9 Things Your Local Philosopher Won’t Tell You
1. We totally know why there’s something rather than nothing. Our lips are sealed. Have fun guessing!
2. Plato’s forms of Truth, Beauty, and Goodness were recently found in a filing cabinet in the basement of Saul and Roberta Goldstein’s home in Massapequa, N.Y.!!! But keep this one on the Q. T., folks. Nassau County officials are worried about tourist traffic clogging the Whitestone and Throgs Neck bridges.
3. All of your experiences are indeed a dream controlled by an evil demon. Sorry for the inconvenience. But in the meantime, you may as well eat that second cupcake!
4. Many philosophers argue what is intrinsically valuable is either the exercise of rationality or the pursuit of knowledge. Totally coincidentally, those just happen to be what we do for our paychecks!! Aren’t we just the most valuable little things you ever did see?!

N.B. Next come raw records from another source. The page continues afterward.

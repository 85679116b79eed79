//! Net registry: nets keyed by name while records are read, frozen into a
//! name sorted table before any pin refers to them.

use std::collections::BTreeMap;

use tracing::{debug, trace};

use crate::{raw::RawNail, BoardSide, Net, NetId, GROUND_NET_NAME, UNCONNECTED_NET_NAME};

/// Names that never get a net of their own
pub(crate) fn is_unconnected_name(name: &str) -> bool {
    name.is_empty() || name.starts_with(UNCONNECTED_NET_NAME)
}

fn new_net(name: &str) -> Net {
    Net {
        name: name.to_owned(),
        is_ground: name == GROUND_NET_NAME,
        number: None,
        board_side: None,
        pins: vec![],
    }
}

#[derive(Debug)]
pub(crate) struct NetRegistry {
    nets: BTreeMap<String, Net>,
}

impl NetRegistry {
    pub(crate) fn new() -> Self {
        let mut nets = BTreeMap::new();
        nets.insert(
            UNCONNECTED_NET_NAME.to_owned(),
            new_net(UNCONNECTED_NET_NAME),
        );
        Self { nets }
    }

    /// Seed the registry with the nets named by test probes. A later probe on
    /// the same net replaces the earlier one.
    pub(crate) fn from_nails(nails: &[RawNail]) -> Self {
        let mut registry = Self::new();
        for nail in nails {
            if is_unconnected_name(nail.net) {
                trace!(net = nail.net, probe = nail.probe, "Probe folded into unconnected net");
                continue;
            }
            let mut net = new_net(nail.net);
            net.number = Some(nail.probe);
            net.board_side = Some(if nail.side == 1 {
                BoardSide::Top
            } else {
                BoardSide::Bottom
            });
            if let Some(old) = registry.nets.insert(net.name.clone(), net) {
                debug!(net = %old.name, old_probe = ?old.number, probe = nail.probe, "Probe replaces earlier probe");
            }
        }
        registry
    }

    /// Make sure a net called `name` exists. A new net takes its side from
    /// `side`, the side of the component whose pin names it.
    pub(crate) fn register(&mut self, name: &str, side: BoardSide) {
        if is_unconnected_name(name) || self.nets.contains_key(name) {
            return;
        }
        debug!(net = name, ?side, "Creating net without probe");
        let mut net = new_net(name);
        net.board_side = Some(side);
        self.nets.insert(name.to_owned(), net);
    }

    pub(crate) fn freeze(self) -> NetTable {
        let nets: Vec<Net> = self.nets.into_values().collect();
        let unconnected = nets
            .binary_search_by(|net| net.name.as_str().cmp(UNCONNECTED_NET_NAME))
            .map(NetId)
            .expect("registry is seeded with the unconnected net");
        NetTable { nets, unconnected }
    }
}

/// Where a pin's net name leads
#[derive(Debug, Clone, Copy, PartialEq, Eq)]
pub(crate) enum NetResolution {
    Named(NetId),
    /// Empty, unconnected or unknown name
    Unconnected(NetId),
}

impl NetResolution {
    pub(crate) fn id(self) -> NetId {
        match self {
            Self::Named(id) | Self::Unconnected(id) => id,
        }
    }
}

/// The final, name sorted nets. Handles into it stay valid.
#[derive(Debug)]
pub(crate) struct NetTable {
    nets: Vec<Net>,
    unconnected: NetId,
}

impl NetTable {
    pub(crate) fn resolve(&self, name: &str) -> NetResolution {
        if is_unconnected_name(name) {
            return NetResolution::Unconnected(self.unconnected);
        }
        match self
            .nets
            .binary_search_by(|net| net.name.as_str().cmp(name))
        {
            Ok(idx) => NetResolution::Named(NetId(idx)),
            Err(_) => NetResolution::Unconnected(self.unconnected),
        }
    }

    pub(crate) fn get(&self, id: NetId) -> &Net {
        &self.nets[id.0]
    }

    pub(crate) fn unconnected(&self) -> NetId {
        self.unconnected
    }

    pub(crate) fn into_nets(self) -> Vec<Net> {
        self.nets
    }

    pub(crate) fn nets_mut(&mut self) -> &mut [Net] {
        &mut self.nets
    }
}
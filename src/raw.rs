//! Flat records as produced by a board-file parser, before any
//! cross-referencing.

mod parser;

/// All records of one board file
#[derive(Debug, Clone, Default, PartialEq)]
pub struct RawBoard<'a> {
    pub format: Vec<RawPoint>,
    pub parts: Vec<RawPart<'a>>,
    pub pins: Vec<RawPin<'a>>,
    pub nails: Vec<RawNail<'a>>,
}

#[derive(Debug, Clone, Copy, Default, PartialEq)]
pub struct RawPoint {
    pub x: f64,
    pub y: f64,
}

#[derive(Debug, Clone, Copy, Default, PartialEq, Eq)]
pub enum MountingSide {
    Top,
    Bottom,
    #[default]
    Both,
}

#[derive(Debug, Clone, Copy, Default, PartialEq, Eq)]
pub enum PartType {
    Smd,
    #[default]
    ThroughHole,
}

/// A part on the board
#[derive(Debug, Clone, Default, PartialEq)]
pub struct RawPart<'a> {
    pub name: &'a str,
    pub mfgcode: &'a str,
    pub p1: RawPoint,
    pub p2: RawPoint,
    pub mounting_side: MountingSide,
    pub part_type: PartType,
}

/// A pin, owned by the part at the 1-based index `part`
#[derive(Debug, Clone, Default, PartialEq)]
pub struct RawPin<'a> {
    pub part: u32,
    /// Empty when the file carries no net for this pin
    pub net: &'a str,
    pub snum: Option<&'a str>,
    pub pos: RawPoint,
    /// Zero when the format has no radius field
    pub radius: f64,
}

/// A test probe ("nail") on a net
#[derive(Debug, Clone, Default, PartialEq)]
pub struct RawNail<'a> {
    pub net: &'a str,
    /// 1 is the top side, anything else the bottom
    pub side: i32,
    pub probe: u32,
}
use std::iter::Peekable;

use crate::error::ParseError;

use super::{
    lexer::{Token, TokenIter, TokenKind},
    SExpr,
};

pub(super) struct Parser<'a> {
    input: &'a str,
    iter: Peekable<TokenIter<'a>>,
}

type Span = logos::Span;

#[derive(Debug, PartialEq, Eq, Clone)]
enum ParsedSExpr {
    SExpr(Span, Vec<ParsedSExpr>),
    Atom(Span),
}

impl ParsedSExpr {
    fn into_sexpr(self, input: &str) -> SExpr<'_> {
        match self {
            ParsedSExpr::SExpr(label_span, children) => {
                let label = &input[label_span];
                let children: Box<[SExpr<'_>]> =
                    children.into_iter().map(|c| c.into_sexpr(input)).collect();
                SExpr::SExpr(label, children)
            }
            ParsedSExpr::Atom(span) => SExpr::Atom(&input[span]),
        }
    }
}

impl<'a> Parser<'a> {
    pub(super) fn new(input: &'a str) -> Self {
        Self {
            input,
            iter: TokenIter::new(input).peekable(),
        }
    }

    fn eof(&self) -> Span {
        let end = self.input.len();
        end..end
    }

    fn get(&mut self) -> Result<Token, ParseError> {
        self.iter
            .next()
            .ok_or_else(|| ParseError::UnexpectedEof { at: self.eof() })
    }

    fn peek(&mut self) -> Option<TokenKind> {
        self.iter.peek().map(|tok| tok.kind)
    }

    fn expect(&mut self, kind: TokenKind) -> Result<Token, ParseError> {
        let tok = self.get()?;
        if tok.kind == kind {
            Ok(tok)
        } else {
            Err(ParseError::UnexpectedToken {
                expected: format!("{:?}", kind),
                found: format!("{:?}", tok.kind),
                at: tok.span,
            })
        }
    }

    fn parse_sexpr(&mut self) -> Result<ParsedSExpr, ParseError> {
        self.expect(TokenKind::LParen)?;
        let label = self.expect(TokenKind::Atom)?;

        let mut children = Vec::new();
        loop {
            match self.peek() {
                Some(TokenKind::RParen) => {
                    self.get()?;
                    break Ok(ParsedSExpr::SExpr(label.span, children));
                }
                Some(TokenKind::LParen) => {
                    children.push(self.parse_sexpr()?);
                }
                Some(TokenKind::Atom) => {
                    children.push(ParsedSExpr::Atom(self.get()?.span));
                }
                Some(TokenKind::Error) => {
                    let tok = self.get()?;
                    break Err(ParseError::UnknownToken {
                        found: self.input[tok.span.clone()].to_owned(),
                        at: tok.span,
                    });
                }
                None => break Err(ParseError::UnexpectedEof { at: self.eof() }),
            }
        }
    }

    /// Parse exactly one top level expression
    fn parse_document(&mut self) -> Result<ParsedSExpr, ParseError> {
        let root = self.parse_sexpr()?;
        if let Some(tok) = self.iter.next() {
            return Err(ParseError::TrailingInput { at: tok.span });
        }
        Ok(root)
    }
}

impl<'a> TryFrom<&'a str> for SExpr<'a> {
    type Error = ParseError;

    fn try_from(input: &'a str) -> Result<Self, Self::Error> {
        let mut parser = Parser::new(input);
        let root = parser.parse_document()?;
        Ok(root.into_sexpr(input))
    }
}
//! Backend boundary for the Vidhi assistant.
//!
//! This crate owns everything that touches the generative-AI backend:
//! the [`GenerativeBackend`] trait and its Gemini REST implementation,
//! the [`ModelRouter`] that picks model and tools per task, inline
//! document encoding, and the geolocation provider boundary.

pub mod backend;
pub mod document;
pub mod gemini;
pub mod geolocation;
pub mod router;

pub use backend::{BackendReply, BackendRequest, GenerativeBackend, RequestPart, ToolSelection};
pub use document::{InlineDocument, SUPPORTED_MEDIA_TYPES};
pub use gemini::GeminiClient;
pub use geolocation::{
    FixedGeolocation, GeolocationProvider, PositionError, PositionRequest, UnavailableGeolocation,
};
pub use router::{ModelRoute, ModelRouter, TaskKind};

5. The word “philosophy” means “love of wisdom.” But, shhh, don’t tell. Most of us don’t like wisdom as more than a friend.
6. Derrida once said, “The question of the self: ‘who am I’ not in the sense of ‘who am I’ but rather ‘who is this “I”‘ that can say ‘who’? What is the ‘I,’ and what becomes of responsibility once the identity of the ‘I’ trembles in secret?” Yes, of course that makes total sense. As Derrida also said, “Certain readers resented me when they could no longer recognize their territory, their institution.” Please understand: if you don’t understand a philosopher, it cannot be because the philosopher wrote obscurely. It is because you are stupid and lazy.
7. It may be demonstrated a priori how much wood a woodchuck would chuck if a woodchuck could chuck wood.
8. Wittgenstein once said, “What we cannot speak about we must pass over in silence.” He had obviously never been to a conference presentation at the American Philosophical Association Eastern Division.
9. People often accuse us of blathering on about questions with no answers. But at long last, we have proven a philosophical truth!!!!!! For all X there is a Y such that X and Y are letters in the alphabet. Put that in your pipe and smoke it, haters!!